Yo creo que el justicialismo tiene una gran vigencia en términos de valores. Obviamente, requiere después dos cosas importantes: reglas de juego claras, reglas de juego democráticas —no dedos, no indicaciones o acuerdos entre algunos grupos, expresión popular— y, segundo, la cuestión programática, que es lo esencial. Sin un programa preciso y claro —pero no una plataforma, que es una cosa muy distinta—, un programa de gobierno preciso, claro y milimétrico, el ejercicio del poder tiende a acortar los tiempos y generar no resultados apropiados.
Sos optimista con la inteligencia artificial y con el peronismo.

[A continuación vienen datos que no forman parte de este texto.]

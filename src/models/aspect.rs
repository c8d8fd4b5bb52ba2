//! Aspects: schema-tagged JSON statements about an entity.

use super::common::LinkT;
use serde::{Deserialize, Serialize};
use serde_json::Value;

#[derive(Debug, Clone, PartialEq, Serialize, Deserialize)]
pub struct AspectRT {
    pub id: String,
    pub entity: String,
    pub schema: String,
    pub content: Value,
    pub content_type: String,
    pub valid_from: String,
    #[serde(default, skip_serializing_if = "Option::is_none")]
    pub valid_to: Option<String>,
    pub asserter: String,
    #[serde(default, skip_serializing_if = "Option::is_none")]
    pub retracter: Option<String>,
    #[serde(default)]
    pub links: Vec<LinkT>,
}

#[derive(Debug, Clone, PartialEq, Serialize, Deserialize)]
pub struct AspectListItemRT {
    pub id: String,
    pub entity: String,
    pub schema: String,
    #[serde(default, skip_serializing_if = "Option::is_none")]
    pub content: Option<Value>,
    pub content_type: String,
    pub valid_from: String,
    #[serde(default, skip_serializing_if = "Option::is_none")]
    pub valid_to: Option<String>,
    pub asserter: String,
    #[serde(default, skip_serializing_if = "Option::is_none")]
    pub retracter: Option<String>,
}

#[derive(Debug, Clone, PartialEq, Serialize, Deserialize)]
pub struct AspectListRT {
    pub items: Vec<AspectListItemRT>,
    #[serde(default, skip_serializing_if = "Option::is_none")]
    pub entity: Option<String>,
    #[serde(default, skip_serializing_if = "Option::is_none")]
    pub schema: Option<String>,
    #[serde(default, skip_serializing_if = "Option::is_none")]
    pub content_path: Option<String>,
    pub at_time: String,
    pub links: Vec<LinkT>,
}

#[derive(Debug, Clone, PartialEq, Eq, Serialize, Deserialize)]
pub struct AspectIDRT {
    pub id: String,
}

/// Query + body of `POST /1/aspects` and `PUT /1/aspects`.
#[derive(Debug, Clone, PartialEq)]
pub struct CreatePayload {
    pub entity: String,
    pub schema: String,
    pub policy: Option<String>,
    pub content_type: String,
    pub content: Value,
}

#[derive(Debug, Clone, Default, PartialEq, Serialize, Deserialize)]
pub struct AspectListPayload {
    pub entity: Option<String>,
    pub schema: Option<String>,
    pub content_path: Option<String>,
    pub at_time: Option<String>,
    pub limit: Option<i64>,
    pub filter: Option<String>,
    pub order_by: Option<String>,
    pub order_direction: Option<String>,
    pub include_content: Option<bool>,
    pub page: Option<String>,
}
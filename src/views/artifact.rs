//! Views of [`ArtifactStatusRT`]: `default` (everything) and `tiny`
//! (`id`, `name`, `status`).

use super::{View, ViewError, require};
use crate::models::{artifact::ArtifactStatusRT, common::LinkT};
use serde::{Deserialize, Serialize};

#[derive(Debug, Clone, Default, PartialEq, Serialize, Deserialize)]
pub struct ArtifactStatusRTView {
    #[serde(default, skip_serializing_if = "Option::is_none")]
    pub id: Option<String>,
    #[serde(default, skip_serializing_if = "Option::is_none")]
    pub name: Option<String>,
    #[serde(default, skip_serializing_if = "Option::is_none")]
    pub status: Option<String>,
    #[serde(default, skip_serializing_if = "Option::is_none")]
    pub mime_type: Option<String>,
    #[serde(default, skip_serializing_if = "Option::is_none")]
    pub size: Option<i64>,
    #[serde(default, skip_serializing_if = "Option::is_none")]
    pub etag: Option<String>,
    #[serde(default, skip_serializing_if = "Option::is_none")]
    pub collection: Option<String>,
    #[serde(default, skip_serializing_if = "Option::is_none")]
    pub policy: Option<String>,
    #[serde(default, skip_serializing_if = "Option::is_none")]
    pub account: Option<String>,
    #[serde(default, skip_serializing_if = "Option::is_none")]
    pub created_at: Option<String>,
    #[serde(default, skip_serializing_if = "Option::is_none")]
    pub last_modified_at: Option<String>,
    #[serde(default, skip_serializing_if = "Option::is_none")]
    pub data_href: Option<String>,
    #[serde(default, skip_serializing_if = "Option::is_none")]
    pub links: Option<Vec<LinkT>>,
}

pub fn project(res: &ArtifactStatusRT, view: View) -> ArtifactStatusRTView {
    match view {
        View::Tiny => ArtifactStatusRTView {
            id: Some(res.id.clone()),
            name: res.name.clone(),
            status: Some(res.status.clone()),
            ..Default::default()
        },
        View::Default => ArtifactStatusRTView {
            id: Some(res.id.clone()),
            name: res.name.clone(),
            status: Some(res.status.clone()),
            mime_type: res.mime_type.clone(),
            size: res.size,
            etag: res.etag.clone(),
            collection: res.collection.clone(),
            policy: res.policy.clone(),
            account: res.account.clone(),
            created_at: res.created_at.clone(),
            last_modified_at: res.last_modified_at.clone(),
            data_href: res.data_href.clone(),
            links: Some(res.links.clone()),
        },
    }
}

impl ArtifactStatusRTView {
    pub fn validate(&self, view: View) -> Result<(), ViewError> {
        require(&self.id, view, "id")?;
        require(&self.status, view, "status")?;
        if view == View::Default {
            require(&self.links, view, "links")?;
        }
        Ok(())
    }

    /// Convert back into the full result; fields outside the view stay empty.
    pub fn into_result(self) -> ArtifactStatusRT {
        ArtifactStatusRT {
            id: self.id.unwrap_or_default(),
            name: self.name,
            status: self.status.unwrap_or_default(),
            mime_type: self.mime_type,
            size: self.size,
            etag: self.etag,
            collection: self.collection,
            policy: self.policy,
            account: self.account,
            created_at: self.created_at,
            last_modified_at: self.last_modified_at,
            data_href: self.data_href,
            links: self.links.unwrap_or_default(),
        }
    }
}

#[cfg(test)]
mod tests {
    use super::*;

    fn status() -> ArtifactStatusRT {
        ArtifactStatusRT {
            id: "0f8c7e4e-0000-4000-8000-000000000001".into(),
            name: Some("scan.png".into()),
            status: "ready".into(),
            mime_type: Some("image/png".into()),
            size: Some(42),
            etag: Some("abc".into()),
            collection: None,
            policy: None,
            account: Some("alice".into()),
            created_at: Some("2024-01-01T00:00:00Z".into()),
            last_modified_at: Some("2024-01-01T00:00:00Z".into()),
            data_href: Some("http://h/1/artifacts/x/blob".into()),
            links: vec![LinkT::new("self", "application/json", "http://h/1/artifacts/x")],
        }
    }

    #[test]
    fn tiny_view_keeps_only_whitelisted_fields() {
        let viewed = project(&status(), View::Tiny);
        assert_eq!(viewed.id.as_deref(), Some("0f8c7e4e-0000-4000-8000-000000000001"));
        assert_eq!(viewed.status.as_deref(), Some("ready"));
        assert!(viewed.size.is_none());
        assert!(viewed.links.is_none());
        let json = serde_json::to_value(&viewed).unwrap();
        assert_eq!(json.as_object().unwrap().len(), 3);
    }

    #[test]
    fn default_view_is_lossless() {
        let full = status();
        let back = project(&full, View::Default).into_result();
        assert_eq!(back, full);
    }

    #[test]
    fn tiny_body_fails_default_validation() {
        let viewed = project(&status(), View::Tiny);
        assert!(viewed.validate(View::Tiny).is_ok());
        let err = viewed.validate(View::Default).unwrap_err();
        assert_eq!(err.field, "links");
    }

    #[test]
    fn missing_id_fails_every_view() {
        let viewed = ArtifactStatusRTView {
            status: Some("ready".into()),
            ..Default::default()
        };
        assert_eq!(viewed.validate(View::Tiny).unwrap_err().field, "id");
    }
}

El peronismo es un... como decía Perón: "Peronistas son todos". Es una especie de sentimiento. A mí me toca muy de cerca por cuestiones familiares. Vos calculá que le pasa a muchos argentinos: mi papá tuvo la primera copa de leche cuando trabajaba en un astillero, Astarsa se llamaba. A los quince años lo hacían soldar con plomo. Y mi mamá trabajaba a media cuadra de la Casa de Gobierno cuando fueron los bombardeos del 16 de junio del 55; trabajaba en el Nuevo Banco Italiano. La tuvieron ocho horas encerrada en un sótano por los bombardeos de la Plaza de Mayo. Se asomó al balcón pensando que era un festejo y terminaron tirando bombas. A mí me impactó mucho en la historia familiar eso y por eso soy peronista.
Gustavo Béliz, es un gran placer hablar con vos. Muchísimas gracias.
No, al contrario, Jorge. Muchas gracias por la oportunidad.